What you return must match the material exactly, with every line present.
-- EXTRACTED DATA follows --
//! Declarative macros for variant definitions

/// Declares the configurable-field table of a variant.
///
/// Each entry maps a document option tag to a `String` or
/// `Option<String>` field of the type:
///
/// ```
/// #[derive(Debug, Default)]
/// struct Notify {
///     channel: String,
///     icon: Option<String>,
/// }
///
/// stageline::configurable!(Notify {
///     "channel" => channel,
///     "icon" => icon,
/// });
/// ```
#[macro_export]
macro_rules! configurable {
    ($ty:ty { $($tag:literal => $field:ident),* $(,)? }) => {
        impl $crate::pipeline::Configurable for $ty {
            fn field_table(&mut self) -> $crate::pipeline::FieldTable<'_> {
                $crate::pipeline::FieldTable::new()
                    $(.field($tag, &mut self.$field))*
            }

            fn options(&self) -> ::std::vec::Vec<(&'static str, ::std::option::Option<&str>)> {
                ::std::vec![$(($tag, $crate::pipeline::FieldValue::as_text(&self.$field))),*]
            }
        }
    };
}
//! Built-in stage and messenger variants
//!
//! These types only carry identity and bound options. Running a stage or
//! posting a report belongs to the execution side, not to construction.

mod messengers;
mod stages;

pub use messengers::{FakeMessenger, HipChatMessenger, SlackMessenger};
pub use stages::{CommandStage, ShellScriptStage};

use crate::pipeline::Registry;

/// Registers every built-in variant into `registry`
pub fn register_defaults(registry: &mut Registry) {
    registry
        .register_stage(CommandStage::KIND, CommandStage::boxed)
        .register_stage(ShellScriptStage::KIND, ShellScriptStage::boxed)
        .register_messenger(FakeMessenger::KIND, FakeMessenger::boxed)
        .register_messenger(SlackMessenger::KIND, SlackMessenger::boxed)
        .register_messenger(HipChatMessenger::KIND, HipChatMessenger::boxed);
}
-- EXTRACTED DATA concluded --
-- EXERCISE RESULT --
//! Declarative macros for variant definitions

/// Declares the configurable-field table of a variant.
///
/// Each entry maps a document option tag to a `String` or
/// `Option<String>` field of the type:
///
/// ```
/// #[derive(Debug, Default)]
/// struct Notify {
///     channel: String,
///     icon: Option<String>,
/// }
///
/// stageline::configurable!(Notify {
///     "channel" => channel,
///     "icon" => icon,
/// });
/// ```
#[macro_export]
macro_rules! configurable {
    ($ty:ty { $($tag:literal => $field:ident),* $(,)? }) => {
        impl $crate::pipeline::Configurable for $ty {
            fn field_table(&mut self) -> $crate::pipeline::FieldTable<'_> {
                $crate::pipeline::FieldTable::new()
                    $(.field($tag, &mut self.$field))*
            }

            fn options(&self) -> ::std::vec::Vec<(&'static str, ::std::option::Option<&str>)> {
                ::std::vec![$(($tag, $crate::pipeline::FieldValue::as_text(&self.$field))),*]
            }
        }
    };
}
//! Built-in stage and messenger variants
//!
//! These types only carry identity and bound options. Running a stage or
//! posting a report belongs to the execution side, not to construction.

mod messengers;
mod stages;

pub use messengers::{FakeMessenger, HipChatMessenger, SlackMessenger};
pub use stages::{CommandStage, ShellScriptStage};

use crate::pipeline::Registry;

/// Registers every built-in variant into `registry`
pub fn register_defaults(registry: &mut Registry) {
    registry
        .register_stage(CommandStage::KIND, CommandStage::boxed)
        .register_stage(ShellScriptStage::KIND, ShellScriptStage::boxed)
        .register_messenger(FakeMessenger::KIND, FakeMessenger::boxed)
        .register_messenger(SlackMessenger::KIND, SlackMessenger::boxed)
        .register_messenger(HipChatMessenger::KIND, HipChatMessenger::boxed);
}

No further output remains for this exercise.